=== Material shown ===

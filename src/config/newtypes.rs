//! Validated newtype wrappers for configuration values.
//!
//! This module provides type-safe wrappers around string values that validate
//! their contents on construction. Invalid values are rejected with clear error messages.

use crate::error::ConfigError;
use std::fmt;

/// A validated Ghost Content API key.
///
/// This newtype ensures the key is non-empty and provides type safety
/// to prevent accidental misuse of raw strings.
///
/// # Example
///
/// ```rust
/// use ghost_api::ContentApiKey;
///
/// let key = ContentApiKey::new("22444f78447824223cefc48062").unwrap();
/// assert_eq!(key.as_ref(), "22444f78447824223cefc48062");
/// ```
#[derive(Clone, Debug, PartialEq, Eq)]
pub struct ContentApiKey(String);

impl ContentApiKey {
    /// Creates a new validated Content API key.
    ///
    /// # Errors
    ///
    /// Returns [`ConfigError::EmptyContentKey`] if the key is empty.
    pub fn new(key: impl Into<String>) -> Result<Self, ConfigError> {
        let key = key.into();
        if key.is_empty() {
            return Err(ConfigError::EmptyContentKey);
        }
        Ok(Self(key))
    }
}

impl AsRef<str> for ContentApiKey {
    fn as_ref(&self) -> &str {
        &self.0
    }
}

/// A validated Ghost Admin API key.
///
/// Admin keys are issued by Ghost in the form `<id>:<secret>` where the
/// secret is hex-encoded. The secret is decoded on construction so token
/// signing never re-parses it, and the raw value is masked in debug output
/// to prevent accidental exposure in logs.
///
/// # Security
///
/// The `Debug` implementation masks the secret, displaying only the key id:
/// `AdminApiKey(64f1c8a9..:*****)`.
///
/// # Example
///
/// ```rust
/// use ghost_api::AdminApiKey;
///
/// let key = AdminApiKey::new("64f1c8a9e3d5b2:0123456789abcdef").unwrap();
/// assert_eq!(key.id(), "64f1c8a9e3d5b2");
/// assert_eq!(key.secret_bytes().len(), 8);
/// ```
#[derive(Clone, PartialEq, Eq)]
pub struct AdminApiKey {
    id: String,
    secret: Vec<u8>,
}

impl AdminApiKey {
    /// Creates a new validated Admin API key from the `id:secret` form.
    ///
    /// # Errors
    ///
    /// Returns [`ConfigError::InvalidAdminKey`] if the key is missing the
    /// `:` separator, if either part is empty, or if the secret is not
    /// valid hex.
    pub fn new(key: impl AsRef<str>) -> Result<Self, ConfigError> {
        let key = key.as_ref().trim();

        let (id, secret_hex) = key
            .split_once(':')
            .ok_or_else(|| ConfigError::InvalidAdminKey {
                reason: "missing ':' separator".to_string(),
            })?;

        if id.is_empty() {
            return Err(ConfigError::InvalidAdminKey {
                reason: "key id is empty".to_string(),
            });
        }
        if secret_hex.is_empty() {
            return Err(ConfigError::InvalidAdminKey {
                reason: "secret is empty".to_string(),
            });
        }

        let secret = decode_hex(secret_hex).ok_or_else(|| ConfigError::InvalidAdminKey {
            reason: "secret is not valid hex".to_string(),
        })?;

        Ok(Self {
            id: id.to_string(),
            secret,
        })
    }

    /// Returns the key id, used as the `kid` JWT header.
    #[must_use]
    pub fn id(&self) -> &str {
        &self.id
    }

    /// Returns the hex-decoded secret used as the token signing key.
    #[must_use]
    pub fn secret_bytes(&self) -> &[u8] {
        &self.secret
    }
}

impl fmt::Debug for AdminApiKey {
    fn fmt(&self, f: &mut fmt::Formatter<'_>) -> fmt::Result {
        write!(f, "AdminApiKey({}:*****)", self.id)
    }
}

// Internal hex decoding since we don't want to add another dependency
fn decode_hex(hex: &str) -> Option<Vec<u8>> {
    if hex.len() % 2 != 0 {
        return None;
    }

    let bytes = hex.as_bytes();
    let mut out = Vec::with_capacity(hex.len() / 2);
    for pair in bytes.chunks_exact(2) {
        let high = hex_value(pair[0])?;
        let low = hex_value(pair[1])?;
        out.push((high << 4) | low);
    }
    Some(out)
}

const fn hex_value(byte: u8) -> Option<u8> {
    match byte {
        b'0'..=b'9' => Some(byte - b'0'),
        b'a'..=b'f' => Some(byte - b'a' + 10),
        b'A'..=b'F' => Some(byte - b'A' + 10),
        _ => None,
    }
}

/// A validated Ghost site URL.
///
/// This newtype validates that the URL has an `http` or `https` scheme and
/// a non-empty host, and normalizes away any trailing slash so endpoint
/// composition never produces `//`.
///
/// # Example
///
/// ```rust
/// use ghost_api::SiteUrl;
///
/// let url = SiteUrl::new("https://blog.example.com/").unwrap();
/// assert_eq!(url.as_ref(), "https://blog.example.com");
/// assert_eq!(url.scheme(), "https");
/// ```
#[derive(Clone, Debug, PartialEq, Eq)]
pub struct SiteUrl {
    url: String,
    scheme_end: usize,
}

impl SiteUrl {
    /// Creates a new validated site URL.
    ///
    /// # Errors
    ///
    /// Returns [`ConfigError::InvalidSiteUrl`] if the URL is invalid.
    pub fn new(url: impl Into<String>) -> Result<Self, ConfigError> {
        let url = url.into();
        let url = url.trim().trim_end_matches('/').to_string();

        let scheme_end = url
            .find("://")
            .ok_or_else(|| ConfigError::InvalidSiteUrl { url: url.clone() })?;

        let scheme = &url[..scheme_end];
        if scheme != "http" && scheme != "https" {
            return Err(ConfigError::InvalidSiteUrl { url: url.clone() });
        }

        let host_start = scheme_end + 3; // Skip "://"
        if host_start >= url.len() {
            return Err(ConfigError::InvalidSiteUrl { url: url.clone() });
        }

        Ok(Self { url, scheme_end })
    }

    /// Returns the URL scheme (`http` or `https`).
    #[must_use]
    pub fn scheme(&self) -> &str {
        &self.url[..self.scheme_end]
    }
}

impl AsRef<str> for SiteUrl {
    fn as_ref(&self) -> &str {
        &self.url
    }
}

#[cfg(test)]
mod tests {
    use super::*;

    #[test]
    fn test_content_key_rejects_empty_string() {
        let result = ContentApiKey::new("");
        assert!(matches!(result, Err(ConfigError::EmptyContentKey)));
    }

    #[test]
    fn test_admin_key_splits_id_and_secret() {
        let key = AdminApiKey::new("64f1c8a9e3d5b2:0123456789abcdef").unwrap();
        assert_eq!(key.id(), "64f1c8a9e3d5b2");
        assert_eq!(
            key.secret_bytes(),
            &[0x01, 0x23, 0x45, 0x67, 0x89, 0xab, 0xcd, 0xef]
        );
    }

    #[test]
    fn test_admin_key_accepts_uppercase_hex() {
        let key = AdminApiKey::new("abc:DEADBEEF").unwrap();
        assert_eq!(key.secret_bytes(), &[0xde, 0xad, 0xbe, 0xef]);
    }

    #[test]
    fn test_admin_key_rejects_malformed_input() {
        // No separator
        assert!(AdminApiKey::new("deadbeef").is_err());

        // Empty parts
        assert!(AdminApiKey::new(":deadbeef").is_err());
        assert!(AdminApiKey::new("id:").is_err());

        // Non-hex secret
        assert!(AdminApiKey::new("id:not-hex!").is_err());

        // Odd-length hex
        assert!(AdminApiKey::new("id:abc").is_err());
    }

    #[test]
    fn test_admin_key_masks_secret_in_debug() {
        let key = AdminApiKey::new("keyid:deadbeef").unwrap();
        let debug_output = format!("{:?}", key);
        assert_eq!(debug_output, "AdminApiKey(keyid:*****)");
        assert!(!debug_output.contains("deadbeef"));
    }

    #[test]
    fn test_site_url_trims_trailing_slash() {
        let url = SiteUrl::new("https://blog.example.com/").unwrap();
        assert_eq!(url.as_ref(), "https://blog.example.com");
        assert_eq!(url.scheme(), "https");
    }

    #[test]
    fn test_site_url_accepts_http_with_port() {
        let url = SiteUrl::new("http://localhost:2368").unwrap();
        assert_eq!(url.as_ref(), "http://localhost:2368");
        assert_eq!(url.scheme(), "http");
    }

    #[test]
    fn test_site_url_rejects_invalid() {
        // No scheme
        assert!(SiteUrl::new("blog.example.com").is_err());

        // Empty host
        assert!(SiteUrl::new("https://").is_err());

        // Non-http scheme
        assert!(SiteUrl::new("ftp://blog.example.com").is_err());
    }
}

===

Work order
Look above for the line holding "key is empty." and the line holding "return Err(ConfigError::EmptyContentKey);", then output exactly those two lines and every line between them, nothing more.

Solution for this exercise
    /// Returns [`ConfigError::EmptyContentKey`] if the key is empty.
    pub fn new(key: impl Into<String>) -> Result<Self, ConfigError> {
        let key = key.into();
        if key.is_empty() {
            return Err(ConfigError::EmptyContentKey);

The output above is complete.